I'm not even sure what I'm so nervous about. I've loved George for the better part of a decade. We'd talked about marriage for years. The idea of spending the rest of my life with him is calming, certain, sweet.
Yet here I am, pacing like a caged panther. Nearly ripping a hole in this 78-year-old linen. Wouldn't that be a great way to start a marriage: with a priceless family heirloom torn to shreds?
I barely notice my father place an hand on my shoulder. "Stop pacing," he says. "You're going to rip a hole in your train."
"I can't, Dad," I say, eyeing the stairway I have to walk down. "What if I trip?"
He laughs, but I can see he's already crying. "You're going to do fine."
Suddenly, the voices below hush. My dad smiles, kisses my cheek and takes my arm. There is stillness.
And then, the pianist plays the first notes of our processional: the Final Fantasy Prelude. Faint at first, hesitant. But growing stronger and sweeter as the wedding party walks in, blending into the familiar melody that has stirred the imaginations of millions.
I chose this song in part because I expected to be nervous, and hoped the old, familiar lullaby would give me strength. It always has before. But for some reason, my heart breaks. I bite my tongue to keep from crying. I don't think I've been so terrified in all my life.
The first of my bridesmaids steps down onto the stairway.
My dad leans over to me. "Lara," he whispers. Tears are fresh on his cheeks. "Lara, look at my jacket."
I look at his arm. There's a white splotch right across the elbow.
"I bumped into one of the candelabras coming up here," he says. "Got wax all over my arm. Your stepmother helped me get most of it off, but—well, I think I ruined this tux.
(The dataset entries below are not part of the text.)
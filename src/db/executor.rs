//! Query execution facade.
//!
//! Runs free-form SQL typed by the user (or generated by the assistant):
//! - only the last non-empty `;`-separated statement is executed
//! - read statements (`SELECT`, `DESCRIBE`, `PRAGMA`, `SHOW`) without a `LIMIT`
//!   get `LIMIT <row cap>` appended
//! - execution is timed and bounded by a timeout
//!
//! Cancellation is local only: aborting drops the pending future and clears
//! the loading flag, but the backend may still finish the statement.

use crate::db::cursor::Cursor;
use crate::error::{AppError, AppResult};
use crate::models::{DEFAULT_QUERY_TIMEOUT_SECS, DEFAULT_ROW_CAP, QueryOutcome, StatementKind};
use std::sync::Arc;
use std::sync::atomic::{AtomicBool, Ordering};
use std::time::{Duration, Instant};
use tokio::sync::watch;
use tokio::time::timeout;
use tracing::{debug, info, warn};

const READ_PREFIXES: [&str; 4] = ["select", "describe", "pragma", "show"];

/// Last non-empty statement of a `;`-separated script.
pub fn last_statement(sql: &str) -> Option<&str> {
    sql.split(';').map(str::trim).rfind(|s| !s.is_empty())
}

/// Classify a single statement by its leading keyword.
pub fn classify(statement: &str) -> StatementKind {
    let head = statement.trim_start().to_lowercase();
    if READ_PREFIXES.iter().any(|p| head.starts_with(p)) {
        StatementKind::Read
    } else {
        StatementKind::Write
    }
}

/// Append `LIMIT cap` to read statements that have no LIMIT yet.
///
/// Detection is a case-insensitive substring match on `limit`, so any
/// occurrence of the word (an identifier such as `limited`, or a string
/// literal) leaves the statement uncapped.
pub fn apply_row_cap(statement: &str, cap: u32) -> String {
    let statement = statement.trim();
    if classify(statement) == StatementKind::Read
        && !statement.to_lowercase().contains("limit")
    {
        format!("{} LIMIT {}", statement, cap)
    } else {
        statement.to_string()
    }
}

/// Cooperative cancellation signal shared between a caller and running work.
///
/// Cloning shares the signal. Work checks [`is_cancelled`](Self::is_cancelled)
/// between steps or awaits [`cancelled`](Self::cancelled).
#[derive(Debug, Clone)]
pub struct CancellationToken {
    sender: Arc<watch::Sender<bool>>,
}

impl Default for CancellationToken {
    fn default() -> Self {
        Self::new()
    }
}

impl CancellationToken {
    pub fn new() -> Self {
        Self {
            sender: Arc::new(watch::Sender::new(false)),
        }
    }

    pub fn cancel(&self) {
        self.sender.send_replace(true);
    }

    pub fn is_cancelled(&self) -> bool {
        *self.sender.borrow()
    }

    /// Resolves once [`cancel`](Self::cancel) has been called.
    pub async fn cancelled(&self) {
        let mut receiver = self.sender.subscribe();
        // the sender lives in self, so the channel cannot close while we wait
        let _ = receiver.wait_for(|cancelled| *cancelled).await;
    }
}

/// Clears the loading flag when dropped, including on abort.
struct LoadingGuard<'a>(&'a AtomicBool);

impl<'a> LoadingGuard<'a> {
    fn start(flag: &'a AtomicBool) -> Self {
        flag.store(true, Ordering::SeqCst);
        Self(flag)
    }
}

impl Drop for LoadingGuard<'_> {
    fn drop(&mut self) {
        self.0.store(false, Ordering::SeqCst);
    }
}

/// Query executor that classifies, caps, times and runs statements.
#[derive(Debug)]
pub struct QueryExecutor {
    row_cap: u32,
    timeout: Duration,
    loading: AtomicBool,
}

impl QueryExecutor {
    pub fn new() -> Self {
        Self::with_defaults(DEFAULT_QUERY_TIMEOUT_SECS as u64, DEFAULT_ROW_CAP)
    }

    pub fn with_defaults(timeout_secs: u64, row_cap: u32) -> Self {
        Self {
            row_cap: row_cap.max(1),
            timeout: Duration::from_secs(timeout_secs),
            loading: AtomicBool::new(false),
        }
    }

    pub fn row_cap(&self) -> u32 {
        self.row_cap
    }

    /// True while a statement is running.
    pub fn is_loading(&self) -> bool {
        self.loading.load(Ordering::SeqCst)
    }

    /// Prepare `sql` for execution: pick the last statement and cap reads.
    pub fn prepare(&self, sql: &str) -> AppResult<(StatementKind, String)> {
        let statement =
            last_statement(sql).ok_or_else(|| AppError::invalid_input("No SQL statement to run"))?;
        Ok((classify(statement), apply_row_cap(statement, self.row_cap)))
    }

    pub async fn execute(&self, cursor: &dyn Cursor, sql: &str) -> AppResult<QueryOutcome> {
        self.execute_cancellable(cursor, sql, &CancellationToken::new())
            .await
    }

    /// Execute `sql`, giving up early when `cancel` fires.
    pub async fn execute_cancellable(
        &self,
        cursor: &dyn Cursor,
        sql: &str,
        cancel: &CancellationToken,
    ) -> AppResult<QueryOutcome> {
        let (kind, statement) = self.prepare(sql)?;
        let _loading = LoadingGuard::start(&self.loading);
        let start = Instant::now();

        debug!(
            sql = %statement,
            kind = ?kind,
            timeout_secs = self.timeout.as_secs(),
            "Executing statement"
        );

        let run = async {
            match kind {
                StatementKind::Read => {
                    let rows = cursor.select(&statement).await?;
                    Ok(QueryOutcome::read(
                        statement.clone(),
                        rows,
                        start.elapsed().as_millis() as u64,
                    ))
                }
                StatementKind::Write => {
                    let affected = cursor.execute(&statement).await?;
                    Ok(QueryOutcome::write(
                        statement.clone(),
                        affected,
                        start.elapsed().as_millis() as u64,
                    ))
                }
            }
        };

        let outcome = tokio::select! {
            biased;
            _ = cancel.cancelled() => {
                warn!(sql = %statement, "Query aborted; the backend may still complete it");
                Err(AppError::cancelled("query execution"))
            }
            result = timeout(self.timeout, run) => match result {
                Ok(outcome) => outcome,
                Err(_) => Err(AppError::timeout("query execution", self.timeout.as_secs() as u32)),
            },
        };

        if let Ok(outcome) = &outcome {
            info!(
                kind = ?outcome.kind,
                rows = outcome.row_count(),
                rows_affected = ?outcome.rows_affected,
                execution_time_ms = outcome.execution_time_ms,
                "Statement finished"
            );
        }
        outcome
    }
}

impl Default for QueryExecutor {
    fn default() -> Self {
        Self::new()
    }
}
So much for rentals."
I giggle, and feel my cheeks moisten. Thank god for waterproof mascara.
My maid of honor descends the stairs.
"So don't worry," he grins. "Nothing bad can happen today. If you get nervous, just think: 'Wax on the arm'."
I'm not even sure that makes sense. But it doesn't matter. I feel better already.
The music pauses. My father walks me over to the stairway.
"Hold on tight," he whispers. "I'll make sure you don't fall."
The next song begins. Aria di Mezzo Carattere: the "opera song" from Final Fantasy VI.
I smile at my dad, and together, we step down the stairs, gently, quietly, down to the ceremony below.
I see the back row of guests, or, rather, a mishmash of color and sparkle where my guests should be. I know there are people sitting here, but I can't make them out: My eyes have forgotten how to decipher light and shadow, and are speaking in visual tongues. A splash of clothing. Smiles without faces. Shoes. Water. Flowers. Flame.
"Wax on the arm," I mutter. "Wax on the arm. Wax on the arm. Wax on the arm."
Then I see him, waiting for me at the end of the aisle. Handsome. Regal. Magnificent. Beaming so widely I can barely see his eyes. Clutching his hands together so tightly, his knuckles have gone white.
Wax on the arm. And I feel at peace.
Later, during the reception, my father pulls me aside. He's had a few drinks, and I think he's lost his jacket. "That song," he asks, frowning slightly. "Where was it from?"
"Which song?" Please don't say the one playing as we walked down the aisle. After all, I know how he feels about video games.
"The one playing as we walked down the aisle."
"From—from an opera," I offer hesitantly.
He considers this for a second, and for a brief moment, it looks as if he's going to press further. But then his face cracks into a broad smile, and he sips some champagne. "It was lovely. Just lovely."
I smile. I didn't fool him in the slightest. But it doesn't matter. I didn't fall. Wax on the arm.